The BookShelf: Economics in One Lesson

I finished reading Economics in One Lesson weeks ago, but haven’t got around to reviewing it yet. So, here goes.

First, the title is misleading, this book will not teach you basic economics, it is more concerned about correcting basic statist and keynesian errors in economic thinking. Also, it’s 25 small lessons, not one, although, at only about 200 pages you could finish it in an evening if you put your mind to it.

That being said the book is a good one. It is written well and is moderately simple read. It’s a little dry, but not overly so given the subject matter. The arguments are solid and concise and the book is neatly organized.

If you desire to learn about the many economic errors of statism and good, simple counter-arguments to statist arguments, this book will provide. If you have a statist friend, this book would be a good recommendation. On the other hand, you will not learn basic economics, only basic economic errors.

One problem with the book is that it is 50+ years old now, so many of the arguments are now standard within the conservative/libertarian narrative. If you’ve read much about economics or been involved in political debates online, you might find many parts of the book to be somewhat obvious, as you’ve already heard them repeated endlessly. Even so, having the arguments systematized and summarized is useful.

Also, if you’ve read What is Seen and What is Unseen, most of that book’s argument are also addressed here. If you read EON, it would be unnecessary to read WSWU, expect for enjoyment purposes.
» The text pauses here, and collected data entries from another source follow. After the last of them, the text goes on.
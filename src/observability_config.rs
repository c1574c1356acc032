//! # Observability Configuration
//!
//! Environment-specific settings for logging, metrics and trace export.

use std::env;

/// Observability configuration for different environments
#[derive(Debug, Clone)]
pub struct ObservabilityConfig {
    /// Environment name (development, staging, production)
    pub environment: String,
    /// OTLP endpoint for trace export
    pub otlp_endpoint: Option<String>,
    /// Prometheus metrics endpoint port
    pub metrics_port: u16,
    /// Log level for this crate
    pub log_level: String,
    /// "pretty" or "json"; development always logs pretty
    pub log_format: String,
    /// Whether to enable trace sampling
    pub enable_trace_sampling: bool,
    /// Trace sampling ratio (0.0-1.0)
    pub trace_sampling_ratio: f64,
    /// Whether to serve metrics for Prometheus
    pub enable_metrics_export: bool,
    /// Global labels attached to every metric
    pub tags: Vec<(String, String)>,
}

impl Default for ObservabilityConfig {
    fn default() -> Self {
        Self {
            environment: "development".to_string(),
            otlp_endpoint: None,
            metrics_port: 9090,
            log_level: "info".to_string(),
            log_format: "json".to_string(),
            enable_trace_sampling: false,
            trace_sampling_ratio: 1.0,
            enable_metrics_export: true,
            tags: Vec::new(),
        }
    }
}

impl ObservabilityConfig {
    /// Load configuration from environment variables
    pub fn from_env() -> Self {
        let mut config = Self {
            environment: env::var("ENVIRONMENT").unwrap_or_else(|_| "development".to_string()),
            otlp_endpoint: env::var("OTLP_ENDPOINT").ok(),
            metrics_port: env::var("METRICS_PORT")
                .unwrap_or_else(|_| "9090".to_string())
                .parse()
                .unwrap_or(9090),
            log_level: env::var("OBSERVABILITY_LOG_LEVEL").unwrap_or_else(|_| "info".to_string()),
            log_format: env::var("LOG_FORMAT").unwrap_or_else(|_| "json".to_string()),
            enable_trace_sampling: env::var("ENABLE_TRACE_SAMPLING")
                .unwrap_or_else(|_| "false".to_string())
                .parse()
                .unwrap_or(false),
            trace_sampling_ratio: env::var("TRACE_SAMPLING_RATIO")
                .unwrap_or_else(|_| "1.0".to_string())
                .parse()
                .unwrap_or(1.0),
            enable_metrics_export: env::var("ENABLE_METRICS_EXPORT")
                .unwrap_or_else(|_| "true".to_string())
                .parse()
                .unwrap_or(true),
            tags: env::var("OBSERVABILITY_TAGS")
                .map(|tags| parse_tags(&tags))
                .unwrap_or_default(),
        };
        config.add_default_tags();
        config
    }

    fn add_default_tags(&mut self) {
        self.tags.push(("environment".to_string(), self.environment.clone()));
        self.tags.push(("service".to_string(), "watchlist-scanner".to_string()));
    }

    pub fn is_production(&self) -> bool {
        self.environment == "production"
    }

    pub fn is_development(&self) -> bool {
        self.environment == "development"
    }

    /// Whether logs should be human-readable rather than JSON
    pub fn use_pretty_logs(&self) -> bool {
        self.is_development() || self.log_format == "pretty"
    }

    /// Validate configuration
    pub fn validate(&self) -> Result<(), String> {
        if let Some(endpoint) = &self.otlp_endpoint {
            if !endpoint.starts_with("http://") && !endpoint.starts_with("https://") {
                return Err(format!("Invalid OTLP endpoint format: {}", endpoint));
            }
        }

        if !(0.0..=1.0).contains(&self.trace_sampling_ratio) {
            return Err(format!("Invalid trace sampling ratio: {}", self.trace_sampling_ratio));
        }

        if self.metrics_port == 0 {
            return Err(format!("Invalid metrics port: {}", self.metrics_port));
        }

        if self.log_format != "json" && self.log_format != "pretty" {
            return Err(format!("Invalid log format: {}", self.log_format));
        }

        Ok(())
    }
}

/// Parse tags from environment variable string
/// Format: "key1=value1,key2=value2,key3=value3"
fn parse_tags(tags_str: &str) -> Vec<(String, String)> {
    tags_str
        .split(',')
        .filter_map(|pair| {
            let mut parts = pair.splitn(2, '=');
            match (parts.next(), parts.next()) {
                (Some(key), Some(value)) if !key.trim().is_empty() => {
                    Some((key.trim().to_string(), value.trim().to_string()))
                }
                _ => None,
            }
        })
        .collect()
}

/// Environment-specific configuration presets
pub mod presets {
    use super::ObservabilityConfig;

    /// Development configuration with full observability
    pub fn development() -> ObservabilityConfig {
        ObservabilityConfig {
            environment: "development".to_string(),
            log_level: "debug".to_string(),
            log_format: "pretty".to_string(),
            ..Default::default()
        }
    }

    /// Production configuration with sampled traces
    pub fn production() -> ObservabilityConfig {
        ObservabilityConfig {
            environment: "production".to_string(),
            enable_trace_sampling: true,
            trace_sampling_ratio: 0.1,
            log_level: "info".to_string(),
            ..Default::default()
        }
    }
}

#[cfg(test)]
mod tests {
    use super::*;

    #[test]
    fn test_default_config() {
        let config = ObservabilityConfig::default();
        assert_eq!(config.environment, "development");
        assert_eq!(config.metrics_port, 9090);
        assert!(config.use_pretty_logs());
        assert!(config.validate().is_ok());
    }

    #[test]
    fn test_config_validation() {
        let mut config = ObservabilityConfig::default();

        config.otlp_endpoint = Some("invalid-endpoint".to_string());
        assert!(config.validate().is_err());

        config.otlp_endpoint = None;
        config.trace_sampling_ratio = 1.5;
        assert!(config.validate().is_err());

        config.trace_sampling_ratio = 1.0;
        config.log_format = "xml".to_string();
        assert!(config.validate().is_err());

        config.log_format = "json".to_string();
        config.metrics_port = 0;
        assert!(config.validate().is_err());
    }

    #[test]
    fn test_tag_parsing() {
        let tags = parse_tags("env=prod, region = eu ,broken,=novalue");
        assert_eq!(
            tags,
            vec![
                ("env".to_string(), "prod".to_string()),
                ("region".to_string(), "eu".to_string()),
            ]
        );
    }

    #[test]
    fn test_presets() {
        let prod = presets::production();
        assert!(prod.is_production());
        assert!(!prod.use_pretty_logs());
        assert_eq!(prod.trace_sampling_ratio, 0.1);

        assert!(presets::development().is_development());
    }
}
//! Observability module for centralized metrics, tracing, and logging setup.
//!
//! This module provides:
//! - Structured logging with configurable levels and formats
//! - Metrics collection and Prometheus export
//! - Optional OpenTelemetry trace export
//! - Health check endpoints for monitoring

pub mod health_checks;
pub mod metrics;
pub mod tracing_mod;

use std::sync::Arc;

use anyhow::Result;
use sqlx::PgPool;

use crate::observability_config::ObservabilityConfig;

pub use self::health_checks::{check_database_health, perform_readiness_checks};
pub use self::metrics::{
    record_db_metrics, record_health_check_metrics, record_lookup_metrics, record_scan_metrics,
    record_store_metrics, record_telegram_message, record_user_engagement_metrics,
    record_watchlist_mutation, UserAction, WatchlistAction,
};
pub use self::tracing_mod::{db_span, scan_span, telegram_span};

/// Initialize the complete observability stack from environment configuration
pub async fn init_observability(db_pool: Option<Arc<PgPool>>) -> Result<()> {
    init_observability_with_config(ObservabilityConfig::from_env(), db_pool).await
}

/// Initialize the complete observability stack with custom configuration
pub async fn init_observability_with_config(
    config: ObservabilityConfig,
    db_pool: Option<Arc<PgPool>>,
) -> Result<()> {
    config
        .validate()
        .map_err(|e| anyhow::anyhow!("Invalid observability configuration: {}", e))?;

    tracing_mod::init_tracing_with_config(&config)?;
    tracing_mod::init_opentelemetry_tracing_with_config(&config).await?;

    if config.enable_metrics_export {
        let handle = self::metrics::init_metrics_with_config(&config)?;
        self::metrics::start_metrics_server(handle, config.metrics_port, db_pool.clone()).await?;
    }

    tracing::info!(
        environment = %config.environment,
        otlp_endpoint = ?config.otlp_endpoint,
        metrics_port = %config.metrics_port,
        has_db_pool = %db_pool.is_some(),
        "Observability stack initialized successfully"
    );
    Ok(())
}
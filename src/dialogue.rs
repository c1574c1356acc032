//! Conversation state for multi-step watchlist edits.

use serde::{Deserialize, Serialize};
use teloxide::dispatching::dialogue::{Dialogue, InMemStorage};

/// Represents the conversation state of a chat
#[derive(Clone, Debug, Default, PartialEq, Serialize, Deserialize)]
pub enum WatchlistDialogueState {
    #[default]
    Start,
    /// `/add` was sent without a term; the next text message is the term
    WaitingForTerm { language_code: Option<String> },
}

/// Type alias for our watchlist dialogue
pub type WatchlistDialogue = Dialogue<WatchlistDialogueState, InMemStorage<WatchlistDialogueState>>;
You should read Economics in One Lesson if you’re interested in economics, interested in politics, or want some counters to common statist economic arguments. If you already very knowledgeable about free market economics, this book will likely be unnecessary, although you may still like an organized version of common free market arguments.

What’s next:

A few weeks ago, I started reading John C. Wright’s Universal Apology. It, along with a dissatisfaction with evangelicalism that has been growing within for the last couple of years, has got me to seriously question my protestantism. So, the reading lists are going to go more slowly while I read a bit about the Catholic Church, the Orthodox Church, canon formation, and the like. I will likely post interesting topics I come across here; I may or may not do book reviews. If anyone is interested I’m currently going through The Biblical Canon; I also plan to read the Spirit of Catholicism, the Orthodox Church, and Christianity: the First 3000 Years.

Expect the occasional thread on Catholicism or my readings on here. I may occasionally ask my Catholic/Orthodox readers some questions.

While the reading lists are going to be slow, they are not stopping altogether. I’m still sporadically reading Boston’s Gun Bible and have started sporadically reading Sowell’s Basic Economics. When these are done (whenever that may be) I will review them here. I also am going to start reading the Brothers Karamazov for a book group I’m in, I may or may not review it here and I’ll share any profound thoughts I may have about it.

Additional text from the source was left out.